9月議会最終日の反対討論

一般会計、国保特別会計、学校給食センター特別会計の決算認定についての反対討論

本日、藤岡市議会は最終日を迎え、決算認定の採決が行われました。

今回の決算では一般会計と国保、給食センターの特別会計決算について反対を表明し、討論しました。以下が討論の全文です。

20190919反対討論
「議長より登壇の許可を頂きましたので、議案第72号、73号、78号に対する反対の討論をさせて頂きます。

はじめに議案第72号です。

平成30年第1回藤岡市議会定例会の冒頭で前新井市長は、安倍内閣の取り組みについて、アベノミクスが経済の好循環を実現しつつあり景気も回復していくなかで、効果を十分に実感できていない地域の隅々までその効果を波及させ経済の好循環を更に加速させるように施策を実施していく、と紹介しています。
このなかで平成30年度予算は第5次藤岡市総合計画を実現するための諸施策を行うとしていました。
この30年度予算に基づく、今回の決算は個人市民税などの市税等で滞納率や額が増加し、市民の暮らしの苦しさが個人あらわれてるものとなりました。市民税の現年分は2014年からの5年間で2017年まで収納率が向上していたものが2018年度に悪化しています。また私立保育園の保育料の現年分の滞納額は平成26年度は328千円でしたが、27年度は137千円、28年度はゼロ、昨年度も5万円程度と減少傾向にありましたが、30年度は29万8千円と大きく増えています。これは対象となる園の数が減少しているなかでの増加であり、率にすると8倍ほどの増加です。後に述べる国保や給食費についても同様の傾向がみられます。

総合計画では「ともに」創る、磨く、感じる事を基本理念として、郷土を愛し、未来を創生する藤岡を将来像に掲げていますが、この前提にあるのは、市民のくらしを守る市政です。

多くの市税で滞納が増加した背景には個々の費目でそれぞれだと思いますが、すくなくともアベノミクスによる経済の好循環がこうした市民にまでは及ばなかった結果ではないでしょうか。また市として市民のくらしを守る視点が不十分だったといえるのではないでしょうか。この点をもって決算認定には賛成することはできません。

続いて議案第73号国保特別会計についてです。
藤岡市は国保の広域化に伴って、平成30年4月から国保税が平均して13%と大きく引き上げられました。

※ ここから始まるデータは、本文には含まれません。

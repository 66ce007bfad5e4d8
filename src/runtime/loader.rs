//! Module-load interception.
//!
//! A custom searcher is prepended to `package.searchers`. For every
//! `require`, it resolves the module to a file, applies the include /
//! exclude filter, and either hands back an instrumented loader or a
//! message string so the chain falls through to the stock searchers.
//! Parser failures are recoverable here: the file is skipped and the next
//! searcher reports the real syntax error from the original path.

use mlua::{Function, Lua, MultiValue, Table, Value};
use std::cell::RefCell;
use std::fs;
use std::path::{Path, PathBuf};
use std::rc::Rc;

use crate::core::errors::{Error, Result};
use crate::core::file_id_for;
use crate::instrument::{instrument, is_instrumented};
use crate::parser::{parse_with_options, ParseOptions};
use crate::runtime::cache::ModuleCache;
use crate::runtime::store::CoverageData;

/// Path prefixes probed before `package.path` templates.
const RESOLVE_PREFIXES: &[&str] = &["", "src/", "lib/"];
/// Extensions probed per prefix.
const RESOLVE_SUFFIXES: &[&str] = &[".lua", "/init.lua"];

/// Compiled include/exclude globs.
///
/// Matching uses literal separators, so `*` and `?` stop at `/` while
/// `**` crosses directories; all other metacharacters are literal.
#[derive(Clone, Debug)]
pub struct FileFilter {
    include: Vec<glob::Pattern>,
    exclude: Vec<glob::Pattern>,
}

impl FileFilter {
    pub fn new(include: &[String], exclude: &[String]) -> Result<Self> {
        Ok(Self {
            include: Self::compile(include)?,
            exclude: Self::compile(exclude)?,
        })
    }

    fn compile(globs: &[String]) -> Result<Vec<glob::Pattern>> {
        globs
            .iter()
            .map(|g| {
                glob::Pattern::new(g)
                    .map_err(|e| Error::Configuration(format!("invalid glob pattern '{g}': {e}")))
            })
            .collect()
    }

    /// Include is checked first (any match continues), then exclude (any
    /// match rejects).
    pub fn should_instrument(&self, path: &Path) -> bool {
        let text = path.to_string_lossy().replace('\\', "/");
        let options = glob::MatchOptions {
            case_sensitive: true,
            require_literal_separator: true,
            require_literal_leading_dot: false,
        };
        self.include.iter().any(|p| p.matches_with(&text, options))
            && !self.exclude.iter().any(|p| p.matches_with(&text, options))
    }
}

/// The installed loader hook.
pub struct LoaderHook {
    data: Rc<RefCell<CoverageData>>,
    cache: Rc<RefCell<ModuleCache>>,
    filter: Rc<FileFilter>,
    options: ParseOptions,
    searcher: Option<Function>,
}

impl LoaderHook {
    pub fn new(
        data: Rc<RefCell<CoverageData>>,
        cache: Rc<RefCell<ModuleCache>>,
        filter: FileFilter,
        options: ParseOptions,
    ) -> Self {
        Self {
            data,
            cache,
            filter: Rc::new(filter),
            options,
            searcher: None,
        }
    }

    /// Prepend our searcher to `package.searchers`.
    pub fn install(&mut self, lua: &Lua) -> Result<()> {
        if self.searcher.is_some() {
            return Ok(());
        }
        let data = self.data.clone();
        let cache = self.cache.clone();
        let filter = self.filter.clone();
        let options = self.options.clone();
        let searcher = lua.create_function(move |lua, name: String| {
            search(lua, &name, &data, &cache, &filter, &options)
        })?;

        let package: Table = lua.globals().get("package")?;
        let searchers: Table = package.get("searchers")?;
        searchers.raw_insert(1, searcher.clone())?;
        self.searcher = Some(searcher);
        Ok(())
    }

    /// Remove our searcher from the chain, by identity.
    pub fn uninstall(&mut self, lua: &Lua) -> Result<()> {
        let Some(searcher) = self.searcher.take() else {
            return Ok(());
        };
        let package: Table = lua.globals().get("package")?;
        let searchers: Table = package.get("searchers")?;
        let target = Value::Function(searcher);
        for i in 1..=searchers.raw_len() as i64 {
            let entry: Value = searchers.raw_get(i)?;
            if entry == target {
                searchers.raw_remove(i)?;
                break;
            }
        }
        Ok(())
    }

    pub fn is_installed(&self) -> bool {
        self.searcher.is_some()
    }

    pub fn should_instrument(&self, path: &Path) -> bool {
        self.filter.should_instrument(path)
    }

    /// Run a top-level entry file (the test script) through the same
    /// pipeline modules take. Files outside the filter run uninstrumented.
    pub fn load_path(&self, lua: &Lua, path: &Path) -> Result<Value> {
        let source = fs::read_to_string(path)
            .map_err(|e| Error::load(path, format!("failed to read source: {e}")))?;
        let canonical = canonicalize_lossy(path);
        let chunk_name = format!("@{}", canonical.display());

        if !self.filter.should_instrument(&canonical) || is_instrumented(&source) {
            let value = lua
                .load(&source)
                .set_name(chunk_name.as_str())
                .eval::<Value>()?;
            return Ok(value);
        }

        let file_id = file_id_for(&canonical);
        let chunk = match parse_with_options(&source, &canonical, &self.options) {
            Ok(chunk) => chunk,
            Err(e) if e.is_recoverable_parse_failure() => {
                log::debug!("covmap: {e}; running {} uninstrumented", canonical.display());
                let value = lua
                    .load(&source)
                    .set_name(chunk_name.as_str())
                    .eval::<Value>()?;
                return Ok(value);
            }
            Err(e) => return Err(e),
        };
        let instrumented = instrument(&chunk, &source, &file_id)?;
        self.data.borrow_mut().register_file(
            &file_id,
            canonical.clone(),
            source,
            instrumented.sourcemap,
            instrumented.executable_lines,
            chunk.comments,
            instrumented.functions,
        );
        let value = lua
            .load(&instrumented.source)
            .set_name(chunk_name.as_str())
            .eval::<Value>()?;
        Ok(value)
    }
}

fn canonicalize_lossy(path: &Path) -> PathBuf {
    path.canonicalize().unwrap_or_else(|_| path.to_path_buf())
}

/// Resolve a module name to a file, probing fixed prefixes and
/// extensions before falling back to the host's `package.path` templates.
fn resolve_module(lua: &Lua, name: &str) -> Option<PathBuf> {
    let rel = name.replace('.', "/");
    for prefix in RESOLVE_PREFIXES {
        for suffix in RESOLVE_SUFFIXES {
            let candidate = PathBuf::from(format!("{prefix}{rel}{suffix}"));
            if candidate.is_file() {
                return Some(candidate);
            }
        }
    }

    let package: Table = lua.globals().get("package").ok()?;
    let search_path: String = package.get("path").ok()?;
    for template in search_path.split(';') {
        if template.is_empty() {
            continue;
        }
        let candidate = PathBuf::from(template.replace('?', &rel));
        if candidate.is_file() {
            return Some(candidate);
        }
    }
    None
}

fn not_found(lua: &Lua, message: String) -> mlua::Result<Value> {
    Ok(Value::String(lua.create_string(&message)?))
}

/// The searcher body: returns a loader function on success or a message
/// string so `require` consults the next searcher.
fn search(
    lua: &Lua,
    name: &str,
    data: &Rc<RefCell<CoverageData>>,
    cache: &Rc<RefCell<ModuleCache>>,
    filter: &FileFilter,
    options: &ParseOptions,
) -> mlua::Result<Value> {
    let Some(path) = resolve_module(lua, name) else {
        return not_found(lua, format!("\n\tcovmap: no file for module '{name}'"));
    };
    let path = canonicalize_lossy(&path);

    if !filter.should_instrument(&path) {
        log::debug!("covmap: {} excluded from instrumentation", path.display());
        return not_found(
            lua,
            format!(
                "\n\tcovmap: '{}' excluded from instrumentation",
                path.display()
            ),
        );
    }

    let file_id = file_id_for(&path);
    let cache_key = PathBuf::from(&file_id);
    if let Some(value) = cache.borrow_mut().get(&cache_key) {
        let loader = lua.create_function(move |_, _: MultiValue| Ok(value.clone()))?;
        return Ok(Value::Function(loader));
    }

    let source = match fs::read_to_string(&path) {
        Ok(source) => source,
        Err(e) => {
            return Err(mlua::Error::external(Error::load(
                &path,
                format!("failed to read source: {e}"),
            )));
        }
    };

    if is_instrumented(&source) {
        log::warn!(
            "covmap: {} is already instrumented, leaving it to the next loader",
            path.display()
        );
        return not_found(
            lua,
            format!("\n\tcovmap: '{}' already instrumented", path.display()),
        );
    }

    let chunk = match parse_with_options(&source, &path, options) {
        Ok(chunk) => chunk,
        Err(e) if e.is_recoverable_parse_failure() => {
            log::debug!("covmap: {e}; deferring to the next loader");
            return not_found(
                lua,
                format!("\n\tcovmap: could not instrument '{}': {e}", path.display()),
            );
        }
        Err(e) => return Err(mlua::Error::external(e)),
    };

    let instrumented = match instrument(&chunk, &source, &file_id) {
        Ok(instrumented) => instrumented,
        Err(e) => return Err(mlua::Error::external(e)),
    };

    data.borrow_mut().register_file(
        &file_id,
        path.clone(),
        source,
        instrumented.sourcemap,
        instrumented.executable_lines,
        chunk.comments,
        instrumented.functions,
    );

    // Compile and execute lazily, when `require` invokes the loader. The
    // chunk name keeps the original path so runtime errors point at it.
    let instrumented_source = instrumented.source;
    let chunk_name = format!("@{}", path.display());
    let cache = cache.clone();
    let loader = lua.create_function(move |lua, _: MultiValue| {
        let value = lua
            .load(&instrumented_source)
            .set_name(chunk_name.as_str())
            .eval::<Value>()?;
        cache.borrow_mut().add(&cache_key, value.clone());
        Ok(value)
    })?;
    Ok(Value::Function(loader))
}
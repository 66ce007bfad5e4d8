//! Runtime tracker: the `__covmap` global table instrumented code calls.
//!
//! Entry points never raise into the measured program; internal failures
//! are swallowed with a log entry. `begin_assert` returns a to-be-closed
//! guard whose `__close` metamethod ends the assertion extent, so release
//! is guaranteed on every exit path including errors.

use mlua::{Lua, MultiValue, Table, Value};
use std::cell::RefCell;
use std::rc::Rc;

use crate::runtime::store::CoverageData;

/// Name of the injected global; the only symbol generated code refers to.
pub const TRACKER_GLOBAL: &str = "__covmap";

/// Install the tracker table into the Lua globals.
pub fn install(lua: &Lua, data: Rc<RefCell<CoverageData>>) -> mlua::Result<()> {
    let tracker = lua.create_table()?;

    let store = data.clone();
    tracker.set(
        "line",
        lua.create_function(move |_, (file_id, line): (String, u32)| {
            store.borrow_mut().record_execution(&file_id, line);
            Ok(())
        })?,
    )?;

    let store = data.clone();
    tracker.set(
        "enter",
        lua.create_function(move |_, (file_id, function_id): (String, String)| {
            store.borrow_mut().record_function_entry(&file_id, &function_id);
            Ok(())
        })?,
    )?;

    // Reserved; function exits carry no data today.
    tracker.set(
        "exit",
        lua.create_function(|_, (_file_id, _function_id): (String, String)| Ok(()))?,
    )?;

    let store = data.clone();
    tracker.set(
        "branch",
        lua.create_function(move |_, (file_id, line): (String, u32)| {
            store.borrow_mut().record_execution(&file_id, line);
            Ok(())
        })?,
    )?;

    let store = data.clone();
    tracker.set(
        "begin_assert",
        lua.create_function(move |lua, (file_id, line): (String, u32)| {
            store.borrow_mut().begin_assertion(&file_id, line);
            make_guard(lua, store.clone())
        })?,
    )?;

    lua.globals().set(TRACKER_GLOBAL, tracker)?;
    Ok(())
}

/// Remove the tracker global.
pub fn uninstall(lua: &Lua) -> mlua::Result<()> {
    lua.globals().set(TRACKER_GLOBAL, Value::Nil)
}

pub fn is_installed(lua: &Lua) -> bool {
    matches!(
        lua.globals().get::<Value>(TRACKER_GLOBAL),
        Ok(Value::Table(_))
    )
}

/// Build the scoped cleanup handle returned by `begin_assert`.
fn make_guard(lua: &Lua, store: Rc<RefCell<CoverageData>>) -> mlua::Result<Table> {
    let guard = lua.create_table()?;
    let mt = lua.create_table()?;
    mt.set(
        "__close",
        lua.create_function(move |_, _: MultiValue| {
            store.borrow_mut().end_assertion();
            Ok(())
        })?,
    )?;
    guard.set_metatable(Some(mt));
    Ok(guard)
}

#[cfg(test)]
mod tests {
    use super::*;
    use std::collections::BTreeSet;
    use std::path::PathBuf;

    fn data_with_file(file_id: &str, executable: &[u32]) -> Rc<RefCell<CoverageData>> {
        let mut data = CoverageData::new();
        data.register_file(
            file_id,
            PathBuf::from(file_id),
            "x = 1\ny = 2\n".to_string(),
            crate::instrument::SourceMap::create(),
            executable.iter().copied().collect::<BTreeSet<_>>(),
            Vec::new(),
            Vec::new(),
        );
        Rc::new(RefCell::new(data))
    }

    #[test]
    fn tracker_records_lines_from_lua() {
        let lua = Lua::new();
        let data = data_with_file("/a.lua", &[1, 2]);
        install(&lua, data.clone()).unwrap();
        lua.load("__covmap.line(\"/a.lua\", 1)\n__covmap.line(\"/a.lua\", 1)")
            .exec()
            .unwrap();
        let store = data.borrow();
        assert_eq!(store.get_file_data("/a.lua").unwrap().execution_count(1), 2);
    }

    #[test]
    fn guard_close_ends_assertion_even_on_error() {
        let lua = Lua::new();
        let data = data_with_file("/a.lua", &[1]);
        install(&lua, data.clone()).unwrap();
        let result = lua
            .load(
                "do\n  local g <close> = __covmap.begin_assert(\"/a.lua\", 1)\n  error(\"boom\")\nend",
            )
            .exec();
        assert!(result.is_err());
        assert!(
            data.borrow().current_assertion().is_none(),
            "guard must close on the error path"
        );
    }

    #[test]
    fn install_and_uninstall_toggle_global() {
        let lua = Lua::new();
        let data = data_with_file("/a.lua", &[1]);
        install(&lua, data).unwrap();
        assert!(is_installed(&lua));
        uninstall(&lua).unwrap();
        assert!(!is_installed(&lua));
    }
}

藤岡市はもともと応能割の部分が大きく、所得や資産のない方への課税が抑えられていましたが、この引き上げは応能割と応益割の割合を半分ずつへと改める方向での引き上げとなり、所得の少ない、家族の多い世帯ほど上げ幅が大きなものとなりました。
この税率引き上げに対して、滞納が増加すれば加入者の健康を損なう危険もあることから反対を表明しました。
今回の決算では、引き上げに伴って税収は増加しています。また、一般会計や基金からの繰入もほとんどなく、健全な財政運営となったとみることができます。しかし、一方で現年分の保険税の滞納が増加に転じていることから、保険税を上げすぎたと見るべきではないでしょうか。国保税の滞納が続いてしまえば、通常の保険証から窓口で全額負担を求められる資格証に切り替わってしまします。加入者が負担しきれない保険税は加入者を医療から遠ざけることに繋がります。市は加入者が支払える保険税まで引き下げるべきで、制度の運用ができないのであればこれは国の責任で支えさせるべきです。

最後に議案第78号の学校給食センター特別会計についてです。
平成29年度決算ではこれまで減少していた未納額が中学校の給食費で大きく増加しました。ひきつづいて30年度決算においては小中学校ともに未納額・率が上昇しています。平成28年度に導入された、学校給食申込制度はこうした未納を抑制する滞納対策として実施されていますが、その効果が疑われる結果であると思います。滞納の理由について、過去の常任委員会審議のなかで担当課からは保護者のモラルの問題であると認識している発言もありましたが、各市税の滞納もふえているなか、改めて分析をしていく必要があります。
また、給食申込書は滞納した際に所得証明の提出に同意させるもので、保護者を牽制するものです。滞納に対してほとんど効果がない給食申込書の配布は保護者を威圧するだけで、続けるべきではありません。